Exilées dans l’indé, mais sans aucun regret
Je sais que dans le billet précédent, j'avais dit que j'aimerais bien écrire quelque chose sur la création de JdR, mais je constate que DriveThruRPG a décidé de m'obliger (absolument, m'obliger !) à écrire un article sur comment le JdR indé, et n’importe quel type de création indé de manière générale (par exemple la fiction dont je parle aussi un peu de temps en temps) est une barrière contre le fascisme qui menace nos passe-temps. Nous sommes la résistance contre les chrétiens fondamentalistes (1). Nous sommes des petites mains luttant contre des tonnes de propagande « centriste » qui refuse de prendre position dans notre milieu rôliste. C'est nous qui faisons en sorte que notre culture ne tombe pas aux mains de sombres merdes.
L'indé a toujours été un milieu plus petit, plus marginal, où nous pouvons laisser libre cours à notre prose et où personne ne peut nous dire : « C'est quand même trop gay, ça. Les héros ne pourraient pas être hétéros ? »
Ça m'est arrivé une fois chez un éditeur. Parce que bien sûr, les éditeurs (et je parle des gros poissons, aussi bien que des petits qui voudraient grossir) ne veulent pas de jeux qui soient trop explicites sur certains sujets. Du LGBTQIA+ ? D’accord, mais juste un peu. Parler de tuer des nazis ? OK, mais ne va pas trop loin. Critiquer le patriarcat ? Mets une blague féministe ou deux et ça ira.
Les éditeurs voudraient qu'on soit comme Brandon Sanderson : des hommes cisgenre hétéro blancs, tiédasses, qui ne prennent jamais position sur les sujets qui fâchent… Imaginez si Sanderson avait été une femme : ne diraient-ils pas que c‘est trop woke ? Bien sûr que si. Et si Abercrombie wiki était noir ? Pareil. Ils veulent juste que ce soit les mêmes qui gagnent encore et encore, et que rien ne change.
On a souvent pu constater que les petits éditeurs, ou les gens en auto-édition, sortent de meilleurs livres et de meilleurs jeux. Mais du coup, pourquoi ce sont les grands auteurs qui deviennent célèbres ? Eh bien, parce qu'ils sont tiédasses. Nous, on parle explicitement de la montée du fascisme et du génocide à Gaza wiki. Pas eux. Au mieux mettent-ils un personnage secondaire qui est homo et basta.
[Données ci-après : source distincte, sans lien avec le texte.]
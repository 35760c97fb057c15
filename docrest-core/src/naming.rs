//! Canonical collection names.
//!
//! Some stores report collection names qualified with their database, e.g.
//! `mydb.orders`. A [`Namespace`] strips that `<database>.` prefix from incoming path
//! segments and from store-reported names so that only canonical names cross the API.

/// The `<database>.` prefix of one database.
#[derive(Debug, Clone, PartialEq, Eq)]
pub struct Namespace {
    prefix: String,
}

impl Namespace {
    pub fn new(database: impl Into<String>) -> Self {
        Self { prefix: format!("{}.", database.into()) }
    }

    pub fn prefix(&self) -> &str {
        &self.prefix
    }

    /// Returns the canonical name of a raw path segment.
    ///
    /// Only a literal prefix at the very start is removed; any other segment is
    /// returned unchanged.
    pub fn resolve<'a>(&self, raw: &'a str) -> &'a str {
        raw.strip_prefix(self.prefix.as_str()).unwrap_or(raw)
    }

    /// Strips the prefix from every store-reported name, preserving order.
    pub fn strip_all(&self, names: impl IntoIterator<Item = String>) -> Vec<String> {
        names
            .into_iter()
            .map(|name| match name.strip_prefix(self.prefix.as_str()) {
                Some(canonical) => canonical.to_string(),
                None => name,
            })
            .collect()
    }
}

#[cfg(test)]
mod tests {
    use super::*;

    #[test]
    fn prefixed_and_bare_segments_resolve_to_the_same_name() {
        let ns = Namespace::new("mydb");

        assert_eq!(ns.prefix(), "mydb.");
        assert_eq!(ns.resolve("mydb.orders"), "orders");
        assert_eq!(ns.resolve("orders"), "orders");
    }

    #[test]
    fn only_a_leading_prefix_is_stripped() {
        let ns = Namespace::new("mydb");

        assert_eq!(ns.resolve("other.mydb.orders"), "other.mydb.orders");
        assert_eq!(ns.resolve("mydborders"), "mydborders");
        assert_eq!(ns.resolve("mydb.mydb.orders"), "mydb.orders");
    }

    #[test]
    fn strip_all_keeps_store_order() {
        let ns = Namespace::new("mydb");
        let names = vec![
            "mydb.orders".to_string(),
            "items".to_string(),
            "mydb.system.indexes".to_string(),
        ];

        assert_eq!(ns.strip_all(names), vec!["orders", "items", "system.indexes"]);
    }
}
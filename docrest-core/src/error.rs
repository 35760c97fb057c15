//! Error types and result types for document store operations.
//!
//! Every store operation returns a [`DocumentStoreResult<T>`]. The HTTP layer turns
//! the error into an `{"error": ...}` envelope using [`DocumentStoreError::kind`]
//! and the error's display text.

use bson::error::Error as BsonError;
use serde_json::Error as SerdeJsonError;
use thiserror::Error;

/// Represents all possible errors that can occur when interacting with a document store.
#[derive(Error, Debug)]
pub enum DocumentStoreError {
    /// Serialization/deserialization error when converting between document formats (BSON, JSON).
    #[error("Serialization error: {0}")]
    Serialization(String),
    /// Error during store initialization or connection setup.
    #[error("Initialization error: {0}")]
    Initialization(String),
    /// A document with the given ID already exists in the collection.
    /// The first argument is the document ID, the second is the collection name.
    #[error("Document {0} already exists in collection {1}")]
    DocumentAlreadyExists(String, String),
    /// The requested document was not found in the collection.
    /// The first argument is the document ID, the second is the collection name.
    #[error("Document not found {0} in collection {1}")]
    DocumentNotFound(String, String),
    /// The document has an invalid structure for the requested operation.
    #[error("Invalid document: {0}")]
    InvalidDocument(String),
    /// An error occurred in the underlying storage backend.
    #[error("Backend error: {0}")]
    Backend(String),
}

impl DocumentStoreError {
    /// Stable, machine-readable name of the error variant.
    pub fn kind(&self) -> &'static str {
        match self {
            DocumentStoreError::Serialization(_) => "serialization",
            DocumentStoreError::Initialization(_) => "initialization",
            DocumentStoreError::DocumentAlreadyExists(_, _) => "duplicate_document",
            DocumentStoreError::DocumentNotFound(_, _) => "not_found",
            DocumentStoreError::InvalidDocument(_) => "invalid_document",
            DocumentStoreError::Backend(_) => "backend",
        }
    }
}

/// A specialized `Result` type for document store operations.
pub type DocumentStoreResult<T> = Result<T, DocumentStoreError>;

impl From<BsonError> for DocumentStoreError {
    fn from(err: BsonError) -> Self {
        DocumentStoreError::Serialization(err.to_string())
    }
}

impl From<SerdeJsonError> for DocumentStoreError {
    fn from(err: SerdeJsonError) -> Self {
        DocumentStoreError::Serialization(err.to_string())
    }
}
//! HTTP facade of the docrest project.
//!
//! Exposes every collection of a schemaless store as a generic REST surface and serves
//! a static application bundle from the same process. The heavy lifting lives in the
//! sub-crates; this crate wires them to axum.
//!
//! - **Configuration** ([`config`]) - Flags, environment and an optional JSON file
//! - **Routes** ([`routes`]) - The six CRUD endpoints
//! - **Envelopes** ([`envelope`]) - Raw results and `{"error": ...}` failures
//! - **Query parameters** ([`params`]) - Bracket nesting of query-string keys
//! - **Server** ([`server`]) - Backend selection, router assembly, serve loop
//!
//! # Example
//!
//! ```ignore
//! use std::sync::Arc;
//! use docrest::{config::RouterOptions, routes::AppState, server::build_router};
//! use docrest_core::{naming::Namespace, registry::CollectionRegistry};
//! use docrest_memory::InMemoryStore;
//!
//! let registry = CollectionRegistry::new(Arc::new(InMemoryStore::new()), Namespace::new("shop"));
//! let app = build_router(
//!     AppState::new(Arc::new(registry), RouterOptions::default()),
//!     "/api",
//!     "./app".as_ref(),
//! );
//! ```

#[allow(unused_extern_crates)]
extern crate self as docrest;

pub mod config;
pub mod envelope;
pub mod error;
pub mod params;
pub mod routes;
pub mod server;

pub use docrest_memory as memory;
#[cfg(feature = "mongodb")]
pub use docrest_mongodb as mongodb;

pub use error::{Result, ServerError};
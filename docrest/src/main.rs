use anyhow::{Context, Result};
use clap::Parser;
use tracing::error;
use tracing_subscriber::EnvFilter;

use docrest::config::{Cli, ServerConfig};

#[tokio::main]
async fn main() -> Result<()> {
    tracing_subscriber::fmt()
        .with_env_filter(
            EnvFilter::try_from_default_env()
                .unwrap_or_else(|_| EnvFilter::new("info")),
        )
        .init();

    let config = match ServerConfig::load(Cli::parse()) {
        Ok(config) => config,
        Err(err) => {
            error!(error = %err, "invalid configuration");
            std::process::exit(1);
        }
    };

    docrest::server::serve(config)
        .await
        .context("server stopped with an error")
}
Je pourrais continuer à vomir ma bile contre les grands éditeurs et leurs auteurs, mais à quoi bon ? On sait bien comment sont les entreprises et ce qu'elles veulent : gagner de l'argent. C’est très malin, parce que pendant que les fachos (homophobes, racistes, misogynes et autres) consomment uniquement leurs produits à eux, nous autres (je m'inclus dedans), on consomme [les nôtres mais] aussi les leurs. On regarde leurs séries, on lit leurs livres et on joue à leurs trucs. On ne peut pas y échapper. Ne jouez-vous pas à l'Appel de Chtulhu ? Ne lisez-vous pas Sanderson ? Ne regardez-vous pas de séries produites par de sombres connards ? (2) Malheureusement, c'est ça la réalité.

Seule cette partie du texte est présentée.